Sited Peer Reviewed Studies on Oral Sleep Appliance Effectiveness
The standard of care for treating obstructive sleep apnea is continuous positive airway pressure (CPAP). However, many patients are unable or unwilling to comply with long-term CPAP use. In addition, CPAP is difficult to use when traveling. The use of an oral appliance provides an effective treatment that many patients prefer to either CPAP or to the third alternative, surgical modification of the upper airway.
Reviews of older studies
An article [1] published in the Journal of the American Dental Association in 2003 reviewed a couple dozen studies done during the previous eighteen years and concluded that oral appliances have been shown to offer an alternative treatment to CPAP and surgery for treating sleep apnea patients. Of the two main types of oral appliances—tongue repositioning devices and mandibular repositioning appliances (MRAs)—only studies using MRAs are discussed. Tongue repositioning devices are, however, useful for patients with inadequate dentition to qualify for MRA therapy. Among the results reviewed, the use of an MRA was documented by upper airway imaging techniques to increase the openness of the upper airway and decrease the average number of respiratory events per hour from thirty-four (severe sleep apnea) to ten (mild sleep apnea). Another study found reductions from forty-eight to twelve, with 52 percent of the patients still successfully using the MRA at thirty-six months. Two randomized controlled trials (in which the control was a device that was not adjusted to reposition the mandible forward to open the airway) showed significant reductions in respiratory events and significant improvement in daytime sleepiness. Several trials comparing CPAP with MRA showed both to significantly reduce the number of respiratory events. While CPAP was more effective, patient compliance was better with MRA. Summarizing the studies reviewed, the authors conclude that the ideal MRA candidate has symptoms of daytime sleepiness, is not obese, has mild-to-moderate sleep apnea, has an adequate range of protrusion of the mandible, and has adequate dentition to anchor the MRA. In at least one study, however, even patients with severe sleep apnea achieved a 53 percent reduction in the number of respiratory events per hour. Complications of treatment were usually minor and transient, but the authors note the need for studies with longer duration follow-up.

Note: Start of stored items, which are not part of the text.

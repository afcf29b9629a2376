//! Configuration sections.
//!
//! Every section implements `Default`, so an empty file is a valid config.

use serde::{Deserialize, Serialize};
use std::collections::BTreeMap;
use std::net::IpAddr;

/// Root of `olapgate.toml`.
#[derive(Debug, Clone, Default, Serialize, Deserialize, PartialEq, Eq)]
#[serde(default)]
pub struct GatewayConfig {
    pub server: ServerConfig,
    pub settings: SettingsConfig,
    pub engine: EngineConfig,
    /// Legacy attribute name to target SQL expression.
    pub attributes: BTreeMap<String, String>,
    pub users: BTreeMap<String, UserConfig>,
    pub quotas: BTreeMap<String, QuotaConfig>,
}

/// HTTP listener.
#[derive(Debug, Clone, Serialize, Deserialize, PartialEq, Eq)]
#[serde(default)]
pub struct ServerConfig {
    pub listen: String,
    /// Largest accepted request body, in bytes.
    pub max_body_size: usize,
    /// Serve `/ping` and `/health` next to the query endpoint.
    pub enable_health_routes: bool,
}

impl Default for ServerConfig {
    fn default() -> Self {
        Self {
            listen: "0.0.0.0:8080".to_string(),
            max_body_size: 10 * 1024 * 1024,
            enable_health_routes: true,
        }
    }
}

/// Default query settings copied into every request.
#[derive(Debug, Clone, Serialize, Deserialize, PartialEq, Eq)]
#[serde(default)]
pub struct SettingsConfig {
    pub database: String,
    pub output_format: String,
    pub max_execution_time_secs: u64,
    /// 0 disables the check.
    pub max_result_rows: u64,
}

impl Default for SettingsConfig {
    fn default() -> Self {
        Self {
            database: "default".to_string(),
            output_format: "TabSeparated".to_string(),
            max_execution_time_secs: 300,
            max_result_rows: 0,
        }
    }
}

#[derive(Debug, Clone, Copy, Default, Serialize, Deserialize, PartialEq, Eq)]
#[serde(rename_all = "lowercase")]
pub enum EngineKind {
    /// Forward to a downstream HTTP SQL server.
    #[default]
    Remote,
    /// Serve canned results from `fixtures`.
    Memory,
}

/// Execution engine.
#[derive(Debug, Clone, Serialize, Deserialize, PartialEq, Eq)]
#[serde(default)]
pub struct EngineConfig {
    pub kind: EngineKind,
    /// Downstream endpoint for the remote engine.
    pub url: String,
    pub connect_timeout_secs: u64,
    /// Result chunks buffered between producer and response writer.
    pub channel_capacity: usize,
    /// Rows per chunk for the memory engine.
    pub rows_per_chunk: usize,
    pub fixtures: Vec<FixtureConfig>,
}

impl Default for EngineConfig {
    fn default() -> Self {
        Self {
            kind: EngineKind::Remote,
            url: "http://127.0.0.1:8123/".to_string(),
            connect_timeout_secs: 10,
            channel_capacity: 16,
            rows_per_chunk: 64,
            fixtures: Vec::new(),
        }
    }
}

/// Canned result for the memory engine.
#[derive(Debug, Clone, Default, Serialize, Deserialize, PartialEq, Eq)]
#[serde(default)]
pub struct FixtureConfig {
    /// Translated query text this fixture answers.
    pub query: String,
    /// Output rows, already serialized.
    pub rows: Vec<String>,
    pub read_rows: u64,
    pub read_bytes: u64,
}

#[derive(Debug, Clone, Default, Serialize, Deserialize, PartialEq, Eq)]
#[serde(default)]
pub struct UserConfig {
    pub password: Option<String>,
    pub password_sha256_hex: Option<String>,
    pub quota: Option<String>,
    /// Empty allows every address.
    pub allowed_hosts: Vec<IpAddr>,
    pub database: Option<String>,
}

#[derive(Debug, Clone, Default, Serialize, Deserialize, PartialEq, Eq)]
#[serde(default)]
pub struct QuotaConfig {
    /// Count usage per client supplied quota key instead of per user.
    pub keyed: bool,
    pub intervals: Vec<QuotaIntervalConfig>,
}

/// Limits of one quota interval. 0 means unlimited.
#[derive(Debug, Clone, Default, Serialize, Deserialize, PartialEq, Eq)]
#[serde(default)]
pub struct QuotaIntervalConfig {
    pub duration_secs: u64,
    pub queries: u64,
    pub errors: u64,
    pub result_rows: u64,
    pub read_rows: u64,
    pub execution_time_secs: u64,
}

Another systematic review published in 2004 also reviewed published studies using MRAs [2]. Several studies are cited showing that MRA therapy decreases snoring and daytime sleepiness in a high proportion of patients, improves work performance, and improves sleep quality for both the patient and the bed partner. Numerous studies are cited to demonstrate effectiveness in different patient populations (such as greater effectiveness in leaner patients with less severe sleep apnea), side effects and complications (generally mild and transient) and patient compliance (generally good). In one study thirty-four of one-hundred consecutive sleep apnea patients were found ineligible for MRA therapy due to insufficient number of teeth, serious periodontal disease, active temporomandibular joint disorders, or restrictions in mandibular protrusion or opening. The recommendation is to consider oral appliance therapy in patients with simple snoring or mild sleep apnea who are not candidates for conservative treatments, like weight reduction, etc., and in patients with moderate to severe sleep apnea who do not tolerate or have refused CPAP, or who are not candidates for or who refuse surgery. A systematic search for studies on efficacy and complications of oral appliance therapy meeting detailed pre-specified criteria yielded, from 289 relevant articles, sixteen studies that were selected for appraisal of efficacy and thirteen for appraisal of comorbidities (side-effects or complications of treatment). Among the conclusions: compared to control devices that did not advance the mandible, MRA treatment was significantly more effective in reducing the number of respiratory events and daytime sleepiness in all trials studied. Compared to CPAP, MRA was less effective in reducing the number of respiratory events. Higher MRA success rates were observed with greater mandibular protrusion. Some adverse (but generally not serious) effects of oral appliance therapy were identified, and minor orthodontic side-effects and changes in dental occlusion were common. The authors recommend that follow-up be conducted on a regular basis to guarantee long-term efficacy and safety.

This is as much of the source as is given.